The fact is there just is no good nuclear technology. Private investors are staying well away from nuclear projects, and even countries that manufacture nuclear reactors are turning away from them.
You don’t just need to believe me. Even before the recent news about the sharp drop in prices for offshore wind, Guinness Asset management said “Nuclear does not make sense in the UK”, a markets expert from the Financial Times said “Nobody outside the [nuclear] industry now thinks the future of electricity generation is nuclear fission” and the Telegraph business editor said “Has not the time finally arrived for a fully fledged rethink of the merits of Britain’s nuclear energy strategy?”

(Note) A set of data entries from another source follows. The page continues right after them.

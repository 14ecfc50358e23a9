// Copyright 2015-2023 Benjamin Fry <benjaminfry@me.com>
//
// Licensed under the Apache License, Version 2.0, <LICENSE-APACHE or
// https://apache.org/licenses/LICENSE-2.0> or the MIT license <LICENSE-MIT or
// https://opensource.org/licenses/MIT>, at your option. This file may not be
// copied, modified, or distributed except according to those terms.

//! The DNS cookie option, [RFC 7873](https://tools.ietf.org/html/rfc7873#section-4)

use std::fmt;

use data_encoding::HEXLOWER;
#[cfg(feature = "serde")]
use serde::{Deserialize, Serialize};

use super::{EdnsCode, EdnsOptionData};
use crate::error::*;
use crate::serialize::binary::*;

const CLIENT_COOKIE_LEN: usize = 8;
const SERVER_COOKIE_MIN: usize = 8;
const SERVER_COOKIE_MAX: usize = 32;

/// A client cookie, and the server cookie once one was received
///
/// ```text
///      +-+-+-+-+-+-+-+-+-+-+-+-+-+-+-+-+-+-+-+-+-+-+-+-+-+-+-+-+-+-+-+-+
///      |                                                               |
///      +-+-     Client Cookie (fixed size, 8 bytes)              -+-+-+-+
///      |                                                               |
///      +-+-+-+-+-+-+-+-+-+-+-+-+-+-+-+-+-+-+-+-+-+-+-+-+-+-+-+-+-+-+-+-+
///      |                                                               |
///      /       Server Cookie  (variable size, 8 to 32 bytes)           /
///      /                                                               /
///      +-+-+-+-+-+-+-+-+-+-+-+-+-+-+-+-+-+-+-+-+-+-+-+-+-+-+-+-+-+-+-+-+
/// ```
#[cfg_attr(feature = "serde", derive(Deserialize, Serialize))]
#[derive(Debug, PartialEq, Eq, Hash, Clone)]
pub struct Cookie {
    client: [u8; CLIENT_COOKIE_LEN],
    server: Option<Vec<u8>>,
}

impl Cookie {
    /// A cookie with only the client part, as sent before the server is known
    pub fn new(client: [u8; CLIENT_COOKIE_LEN]) -> Self {
        Self {
            client,
            server: None,
        }
    }

    /// A cookie with both parts, the server cookie must be 8 to 32 bytes
    pub fn with_server(client: [u8; CLIENT_COOKIE_LEN], server: Vec<u8>) -> ProtoResult<Self> {
        check_server_len(&server)?;
        Ok(Self {
            client,
            server: Some(server),
        })
    }

    /// The client cookie
    pub fn client(&self) -> &[u8; CLIENT_COOKIE_LEN] {
        &self.client
    }

    /// The server cookie
    pub fn server(&self) -> Option<&[u8]> {
        self.server.as_deref()
    }
}

fn check_server_len(server: &[u8]) -> ProtoResult<()> {
    if !(SERVER_COOKIE_MIN..=SERVER_COOKIE_MAX).contains(&server.len()) {
        return Err(ProtoErrorKind::ServerCookieLength(server.len()).into());
    }

    Ok(())
}

impl EdnsOptionData for Cookie {
    fn len(&self) -> usize {
        CLIENT_COOKIE_LEN + self.server.as_ref().map_or(0, Vec::len)
    }

    fn read_data(data: &[u8]) -> ProtoResult<Self> {
        let len = data.len();
        let server_len = len.saturating_sub(CLIENT_COOKIE_LEN);
        if len < CLIENT_COOKIE_LEN
            || (server_len != 0
                && !(SERVER_COOKIE_MIN..=SERVER_COOKIE_MAX).contains(&server_len))
        {
            return Err(DecodeError::InvalidEdnsOptionLength {
                code: EdnsCode::Cookie.into(),
                len,
            }
            .into());
        }

        let (client_bytes, server) = data.split_at(CLIENT_COOKIE_LEN);
        let mut client = [0_u8; CLIENT_COOKIE_LEN];
        client.copy_from_slice(client_bytes);

        Ok(Self {
            client,
            server: (!server.is_empty()).then(|| server.to_vec()),
        })
    }
}

impl BinEncodable for Cookie {
    fn emit(&self, encoder: &mut BinEncoder<'_>) -> ProtoResult<()> {
        // a deserialized cookie has not been through `with_server`
        if let Some(server) = &self.server {
            check_server_len(server)?;
        }

        encoder.emit_vec(&self.client)?;
        if let Some(server) = &self.server {
            encoder.emit_vec(server)?;
        }
        Ok(())
    }
}

impl fmt::Display for Cookie {
    fn fmt(&self, f: &mut fmt::Formatter<'_>) -> fmt::Result {
        f.write_str(&HEXLOWER.encode(&self.client))?;
        if let Some(server) = &self.server {
            f.write_str(&HEXLOWER.encode(server))?;
        }
        Ok(())
    }
}

#[cfg(test)]
mod tests {
    use super::*;

    #[test]
    fn test_client_only() {
        let bytes = [0x0b, 0x64, 0xb4, 0xdc, 0xd7, 0xb0, 0xcc, 0x8f];
        let cookie = Cookie::read_data(&bytes).unwrap();
        assert_eq!(cookie.client(), &bytes);
        assert_eq!(cookie.server(), None);
        assert_eq!(cookie.to_bytes().unwrap(), bytes.to_vec());
        assert_eq!(cookie.to_string(), "0b64b4dcd7b0cc8f");
    }

    #[test]
    fn test_with_server() {
        let cookie = Cookie::with_server([1; 8], vec![2; 16]).unwrap();
        let bytes = cookie.to_bytes().unwrap();
        assert_eq!(bytes.len(), 24);
        assert_eq!(cookie.len(), 24);
        assert_eq!(Cookie::read_data(&bytes).unwrap(), cookie);

        for len in [7, 33] {
            let err = Cookie::with_server([1; 8], vec![2; len]).unwrap_err();
            assert!(matches!(err.kind(), ProtoErrorKind::ServerCookieLength(l) if *l == len));
        }
    }

    #[cfg(feature = "serde")]
    #[test]
    fn test_deserialized_short_server_not_emitted() {
        let cookie: Cookie = toml::from_str(
            "client = [1, 2, 3, 4, 5, 6, 7, 8]\nserver = [9, 9, 9]",
        )
        .expect("failed to deserialize cookie");
        assert_eq!(cookie.server(), Some(&[9, 9, 9][..]));

        let err = cookie.to_bytes().unwrap_err();
        assert!(matches!(err.kind(), ProtoErrorKind::ServerCookieLength(3)));

        let cookie: Cookie = toml::from_str(
            "client = [1, 2, 3, 4, 5, 6, 7, 8]\nserver = [9, 9, 9, 9, 9, 9, 9, 9]",
        )
        .expect("failed to deserialize cookie");
        let bytes = cookie.to_bytes().unwrap();
        assert_eq!(Cookie::read_data(&bytes).unwrap(), cookie);
    }

    #[test]
    fn test_bad_length() {
        for len in [0, 7, 9, 15, 41] {
            let err = Cookie::read_data(&vec![0; len]).unwrap_err();
            assert!(
                matches!(
                    err.as_decode(),
                    Some(DecodeError::InvalidEdnsOptionLength { code: 10, .. })
                ),
                "length {len}: {err:?}"
            );
        }

        assert!(Cookie::read_data(&[0; 40]).is_ok());
    }
}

There isn’t one new nuclear power consortium that looks problem free. The prospect of nuclear power being an export opportunity for the UK has long since dimmed and countries are following the sparkle of renewables, which are a more fashionable and cost effective pursuit. An analysis of countries’ plans for tackling climate change showed 108 were looking to expand renewables, whilst just nine wanted to expand nuclear power.
Yet despite all this the UK government is seriously considering putting public money into new reactors. This would likely be justified on the basis of lack of private investment being a ‘market failure’. But it’s not. It’s because it’s a rubbish investment.